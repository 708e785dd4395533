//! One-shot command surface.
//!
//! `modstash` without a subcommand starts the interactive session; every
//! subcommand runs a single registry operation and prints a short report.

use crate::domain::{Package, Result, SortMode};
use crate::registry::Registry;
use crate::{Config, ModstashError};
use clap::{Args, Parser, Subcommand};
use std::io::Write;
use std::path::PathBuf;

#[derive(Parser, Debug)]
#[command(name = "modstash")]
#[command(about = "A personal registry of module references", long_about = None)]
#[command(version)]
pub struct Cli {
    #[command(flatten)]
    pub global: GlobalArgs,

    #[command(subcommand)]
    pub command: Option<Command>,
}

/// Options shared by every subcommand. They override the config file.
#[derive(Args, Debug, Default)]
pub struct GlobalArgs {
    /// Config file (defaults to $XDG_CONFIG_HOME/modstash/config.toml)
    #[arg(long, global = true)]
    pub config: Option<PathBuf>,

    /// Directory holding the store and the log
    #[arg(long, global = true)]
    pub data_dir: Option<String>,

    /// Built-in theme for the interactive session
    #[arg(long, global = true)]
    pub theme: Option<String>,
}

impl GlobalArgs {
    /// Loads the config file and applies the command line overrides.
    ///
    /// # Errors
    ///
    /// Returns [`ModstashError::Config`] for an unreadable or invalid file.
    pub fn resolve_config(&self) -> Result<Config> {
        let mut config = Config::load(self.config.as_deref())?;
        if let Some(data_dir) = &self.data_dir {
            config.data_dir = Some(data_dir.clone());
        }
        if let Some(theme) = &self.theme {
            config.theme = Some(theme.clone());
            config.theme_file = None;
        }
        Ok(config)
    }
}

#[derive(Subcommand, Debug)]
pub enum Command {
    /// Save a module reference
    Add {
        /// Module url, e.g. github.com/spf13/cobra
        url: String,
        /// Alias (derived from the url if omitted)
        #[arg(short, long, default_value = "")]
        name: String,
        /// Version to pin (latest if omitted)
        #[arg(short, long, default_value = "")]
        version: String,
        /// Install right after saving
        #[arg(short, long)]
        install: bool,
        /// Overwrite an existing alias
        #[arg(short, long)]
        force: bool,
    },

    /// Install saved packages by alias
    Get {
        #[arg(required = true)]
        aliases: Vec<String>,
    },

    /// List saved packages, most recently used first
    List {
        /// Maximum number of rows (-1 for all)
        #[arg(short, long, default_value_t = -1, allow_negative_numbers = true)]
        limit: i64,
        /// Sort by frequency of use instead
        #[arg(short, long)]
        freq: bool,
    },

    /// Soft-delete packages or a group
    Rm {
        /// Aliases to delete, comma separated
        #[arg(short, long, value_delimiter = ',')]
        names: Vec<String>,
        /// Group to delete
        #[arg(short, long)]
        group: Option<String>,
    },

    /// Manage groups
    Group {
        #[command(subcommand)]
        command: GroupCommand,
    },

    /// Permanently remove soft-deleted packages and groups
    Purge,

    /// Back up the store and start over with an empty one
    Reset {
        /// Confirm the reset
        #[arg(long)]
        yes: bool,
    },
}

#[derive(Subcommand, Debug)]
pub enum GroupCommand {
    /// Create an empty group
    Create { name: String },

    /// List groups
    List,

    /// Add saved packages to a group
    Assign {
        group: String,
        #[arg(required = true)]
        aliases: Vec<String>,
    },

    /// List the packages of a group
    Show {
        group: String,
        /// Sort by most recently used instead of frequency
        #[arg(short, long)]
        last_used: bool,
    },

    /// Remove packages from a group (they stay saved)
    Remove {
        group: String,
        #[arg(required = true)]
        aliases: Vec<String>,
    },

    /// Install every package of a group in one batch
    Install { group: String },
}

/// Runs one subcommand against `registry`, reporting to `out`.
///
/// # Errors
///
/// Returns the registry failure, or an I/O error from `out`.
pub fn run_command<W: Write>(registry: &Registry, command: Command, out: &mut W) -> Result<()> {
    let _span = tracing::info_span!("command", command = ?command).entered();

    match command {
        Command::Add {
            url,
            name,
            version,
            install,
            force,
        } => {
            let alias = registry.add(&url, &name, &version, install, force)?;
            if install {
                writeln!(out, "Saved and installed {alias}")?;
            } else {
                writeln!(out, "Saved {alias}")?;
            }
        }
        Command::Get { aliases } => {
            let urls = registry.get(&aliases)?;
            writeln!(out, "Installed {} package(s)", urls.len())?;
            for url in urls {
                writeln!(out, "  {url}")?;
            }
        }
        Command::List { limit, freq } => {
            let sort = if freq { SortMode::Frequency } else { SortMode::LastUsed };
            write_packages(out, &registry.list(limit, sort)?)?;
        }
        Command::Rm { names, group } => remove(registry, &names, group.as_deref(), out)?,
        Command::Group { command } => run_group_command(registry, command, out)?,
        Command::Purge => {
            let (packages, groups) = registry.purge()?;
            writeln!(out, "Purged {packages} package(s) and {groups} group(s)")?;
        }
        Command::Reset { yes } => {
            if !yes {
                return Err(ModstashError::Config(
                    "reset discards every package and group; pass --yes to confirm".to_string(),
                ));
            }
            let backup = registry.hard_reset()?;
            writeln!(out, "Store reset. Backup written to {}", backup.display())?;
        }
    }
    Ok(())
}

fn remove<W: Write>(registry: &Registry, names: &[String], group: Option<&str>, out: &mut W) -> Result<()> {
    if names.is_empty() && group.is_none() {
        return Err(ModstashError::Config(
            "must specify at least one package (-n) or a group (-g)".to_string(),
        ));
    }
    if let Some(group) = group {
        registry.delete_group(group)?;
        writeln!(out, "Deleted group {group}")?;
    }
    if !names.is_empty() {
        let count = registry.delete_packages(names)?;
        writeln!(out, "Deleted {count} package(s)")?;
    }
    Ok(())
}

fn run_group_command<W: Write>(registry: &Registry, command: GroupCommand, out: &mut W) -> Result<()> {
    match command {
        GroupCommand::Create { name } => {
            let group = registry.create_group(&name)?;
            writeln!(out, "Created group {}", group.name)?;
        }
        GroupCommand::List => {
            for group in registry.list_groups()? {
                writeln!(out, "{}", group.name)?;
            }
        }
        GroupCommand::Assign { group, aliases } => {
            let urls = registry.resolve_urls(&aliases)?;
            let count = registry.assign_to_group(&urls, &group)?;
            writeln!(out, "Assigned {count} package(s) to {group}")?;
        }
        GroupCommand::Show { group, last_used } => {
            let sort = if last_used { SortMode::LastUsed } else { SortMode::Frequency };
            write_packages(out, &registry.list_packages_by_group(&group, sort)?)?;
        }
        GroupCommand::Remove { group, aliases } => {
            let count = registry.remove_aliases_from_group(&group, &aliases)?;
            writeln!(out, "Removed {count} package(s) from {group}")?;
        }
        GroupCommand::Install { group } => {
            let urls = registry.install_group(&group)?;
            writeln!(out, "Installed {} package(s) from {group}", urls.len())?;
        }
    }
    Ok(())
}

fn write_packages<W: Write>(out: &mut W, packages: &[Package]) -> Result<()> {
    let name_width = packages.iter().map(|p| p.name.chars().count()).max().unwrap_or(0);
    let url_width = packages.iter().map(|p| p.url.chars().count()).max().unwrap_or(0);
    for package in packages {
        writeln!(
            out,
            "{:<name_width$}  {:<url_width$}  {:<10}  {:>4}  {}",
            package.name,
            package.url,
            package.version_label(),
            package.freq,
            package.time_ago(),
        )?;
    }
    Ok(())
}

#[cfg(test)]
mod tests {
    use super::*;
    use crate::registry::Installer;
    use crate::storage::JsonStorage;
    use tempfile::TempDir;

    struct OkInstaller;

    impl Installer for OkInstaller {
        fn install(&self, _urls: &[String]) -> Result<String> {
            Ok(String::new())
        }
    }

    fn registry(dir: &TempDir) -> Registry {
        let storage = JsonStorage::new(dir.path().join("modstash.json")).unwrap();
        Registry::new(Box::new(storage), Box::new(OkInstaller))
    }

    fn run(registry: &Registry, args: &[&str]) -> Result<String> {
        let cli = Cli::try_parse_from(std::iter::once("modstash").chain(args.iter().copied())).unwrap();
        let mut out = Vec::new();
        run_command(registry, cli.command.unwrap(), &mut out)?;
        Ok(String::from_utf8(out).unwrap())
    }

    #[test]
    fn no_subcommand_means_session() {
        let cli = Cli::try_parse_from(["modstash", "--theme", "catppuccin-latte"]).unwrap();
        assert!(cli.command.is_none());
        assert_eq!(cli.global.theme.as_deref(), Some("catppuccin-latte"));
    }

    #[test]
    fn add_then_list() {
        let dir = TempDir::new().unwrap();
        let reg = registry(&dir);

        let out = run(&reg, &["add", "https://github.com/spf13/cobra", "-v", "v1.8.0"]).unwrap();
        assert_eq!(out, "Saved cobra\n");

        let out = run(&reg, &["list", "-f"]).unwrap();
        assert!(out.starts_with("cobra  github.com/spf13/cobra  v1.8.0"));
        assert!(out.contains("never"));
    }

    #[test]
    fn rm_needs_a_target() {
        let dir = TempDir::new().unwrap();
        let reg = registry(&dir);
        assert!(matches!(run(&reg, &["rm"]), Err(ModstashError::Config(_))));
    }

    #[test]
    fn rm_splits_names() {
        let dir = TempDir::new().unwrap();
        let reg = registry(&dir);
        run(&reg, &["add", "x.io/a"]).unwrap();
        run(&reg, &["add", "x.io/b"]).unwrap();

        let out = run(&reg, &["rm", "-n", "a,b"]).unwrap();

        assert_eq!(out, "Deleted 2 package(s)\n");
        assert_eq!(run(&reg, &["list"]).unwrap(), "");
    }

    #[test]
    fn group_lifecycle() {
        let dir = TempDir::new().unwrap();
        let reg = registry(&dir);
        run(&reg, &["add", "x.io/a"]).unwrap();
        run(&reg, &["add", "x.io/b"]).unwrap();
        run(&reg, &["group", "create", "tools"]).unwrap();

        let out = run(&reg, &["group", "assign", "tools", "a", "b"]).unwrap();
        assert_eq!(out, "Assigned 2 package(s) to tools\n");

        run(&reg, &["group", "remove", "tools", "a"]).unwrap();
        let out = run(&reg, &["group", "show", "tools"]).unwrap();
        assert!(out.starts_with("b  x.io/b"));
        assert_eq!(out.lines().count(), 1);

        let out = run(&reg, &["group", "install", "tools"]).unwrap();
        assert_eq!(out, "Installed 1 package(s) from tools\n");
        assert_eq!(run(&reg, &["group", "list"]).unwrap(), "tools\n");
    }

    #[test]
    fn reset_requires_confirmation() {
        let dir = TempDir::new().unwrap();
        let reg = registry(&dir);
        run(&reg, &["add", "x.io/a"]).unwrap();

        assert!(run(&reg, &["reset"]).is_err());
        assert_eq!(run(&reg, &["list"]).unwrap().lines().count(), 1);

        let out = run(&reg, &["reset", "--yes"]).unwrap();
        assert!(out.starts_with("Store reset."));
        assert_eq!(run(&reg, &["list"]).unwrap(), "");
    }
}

▶ _Work task_
Search the data above and return each line in which "SortMode" occurs.

▶ _Solution for this task_
use crate::domain::{Package, Result, SortMode};
            let sort = if freq { SortMode::Frequency } else { SortMode::LastUsed };
            let sort = if last_used { SortMode::LastUsed } else { SortMode::Frequency };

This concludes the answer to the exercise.